Just three days later, Trump signaled there would be no imminent strikes on Iran. The U.S. president, who appeared to have taken the country to the cusp of war, was pulling back from a military intervention as long as Tehran didn’t execute more demonstrators.
The pause was the culmination of nearly a week of escalating tensions between Washington and Tehran, during which the U.S.’s regional allies warned Trump that a bombing campaign might lead to a wider conflict and senior U.S. military officials prepared for a strike order Wednesday that never came.
The prospect of an attack, less than two weeks after U.S. forces captured Venezuelan leader Nicolás Maduro, rattled leaders in capitals across the world, who feared that Trump’s penchant for quick aerial strikes could spark another protracted conflict in the Middle East while failing to dislodge the Iranian regime.
The U.S. is sending an aircraft-carrier strike group, additional jet fighters and missile defenses to the region, in a sign that bombs could still fall shortly after their arrival. But asked by reporters Friday whether American help for protesters was still on the way as promised, Trump said he alone decided not to issue an attack order.
“Nobody convinced me. I convinced myself,” he said. “They didn’t hang anyone. They canceled the hangings.

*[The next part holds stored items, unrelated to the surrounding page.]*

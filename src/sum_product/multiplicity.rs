//! Frequency tables over the derived values of a candidate population.
//!
//! A table is built for one filtering round and dropped with it; nothing here
//! outlives the call that created it.

use crate::sum_product::candidate::Pair;
use rustc_hash::FxHashMap;

/// Which derived value of a pair is being counted.
#[derive(Debug, Clone, Copy, PartialEq, Eq, Hash)]
pub enum Statistic {
    /// `x + y`.
    Sum,
    /// `x * y`.
    Product,
}

impl Statistic {
    /// Reads the statistic off a pair.
    #[must_use]
    pub const fn of(self, pair: &Pair) -> u32 {
        match self {
            Self::Sum => pair.sum,
            Self::Product => pair.product,
        }
    }
}

/// Count of pairs sharing each value of a [`Statistic`] within a population.
#[derive(Debug, Clone, PartialEq, Eq)]
pub struct Multiplicity {
    statistic: Statistic,
    counts: FxHashMap<u32, usize>,
}

impl Multiplicity {
    /// Counts `statistic` over `population`.
    pub fn count<'a, I>(statistic: Statistic, population: I) -> Self
    where
        I: IntoIterator<Item = &'a Pair>,
    {
        let mut counts = FxHashMap::default();
        for pair in population {
            *counts.entry(statistic.of(pair)).or_insert(0) += 1;
        }
        Self { statistic, counts }
    }

    /// The statistic this table counts.
    #[must_use]
    pub const fn statistic(&self) -> Statistic {
        self.statistic
    }

    /// How many pairs in the population have this value.
    #[must_use]
    pub fn get(&self, value: u32) -> usize {
        self.counts.get(&value).copied().unwrap_or(0)
    }

    /// How many pairs in the population share `pair`'s value.
    #[must_use]
    pub fn of(&self, pair: &Pair) -> usize {
        self.get(self.statistic.of(pair))
    }

    /// Whether `pair` is the only one in the population with its value.
    #[must_use]
    pub fn is_unique(&self, pair: &Pair) -> bool {
        self.of(pair) == 1
    }

    /// Whether at least one other pair in the population shares `pair`'s value.
    #[must_use]
    pub fn is_shared(&self, pair: &Pair) -> bool {
        self.of(pair) > 1
    }
}

#[cfg(test)]
mod tests {
    use super::*;

    #[test]
    fn test_count_products() {
        let pairs = [Pair::new(2, 6), Pair::new(3, 4), Pair::new(3, 5)];
        let products = Multiplicity::count(Statistic::Product, &pairs);

        assert_eq!(products.get(12), 2);
        assert_eq!(products.get(15), 1);
        assert_eq!(products.get(99), 0);
        assert!(products.is_shared(&pairs[0]));
        assert!(products.is_unique(&pairs[2]));
    }

    #[test]
    fn test_count_sums() {
        let pairs = [Pair::new(2, 6), Pair::new(3, 5), Pair::new(4, 4), Pair::new(2, 2)];
        let sums = Multiplicity::count(Statistic::Sum, &pairs);

        assert_eq!(sums.statistic(), Statistic::Sum);
        assert_eq!(sums.of(&pairs[1]), 3);
        assert!(sums.is_unique(&pairs[3]));
    }

    #[test]
    fn test_empty_population() {
        let sums = Multiplicity::count(Statistic::Sum, std::iter::empty::<&Pair>());
        assert_eq!(sums.get(4), 0);
        assert!(!sums.is_unique(&Pair::new(2, 2)));
    }
}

That had a big impact.”
Trump’s repeated posts on social media in support of protesters set off a guessing game as to whether he would consider hitting Iran again. Last June, he vowed to give Iran up to two weeks to negotiate over its nuclear program—before striking the country well before that deadline lapsed. He had already decided to send B-2 bombers and a cruise-missile-carrying submarine to attack three Iranian nuclear sites when he set the original deadline, leading some people to suspect a similar ruse this time around.
Striking Iran’s nuclear facilities in a one-and-done operation was a far less challenging mission than using force to compel an authoritarian regime in Tehran to heed its restive population or even yield power.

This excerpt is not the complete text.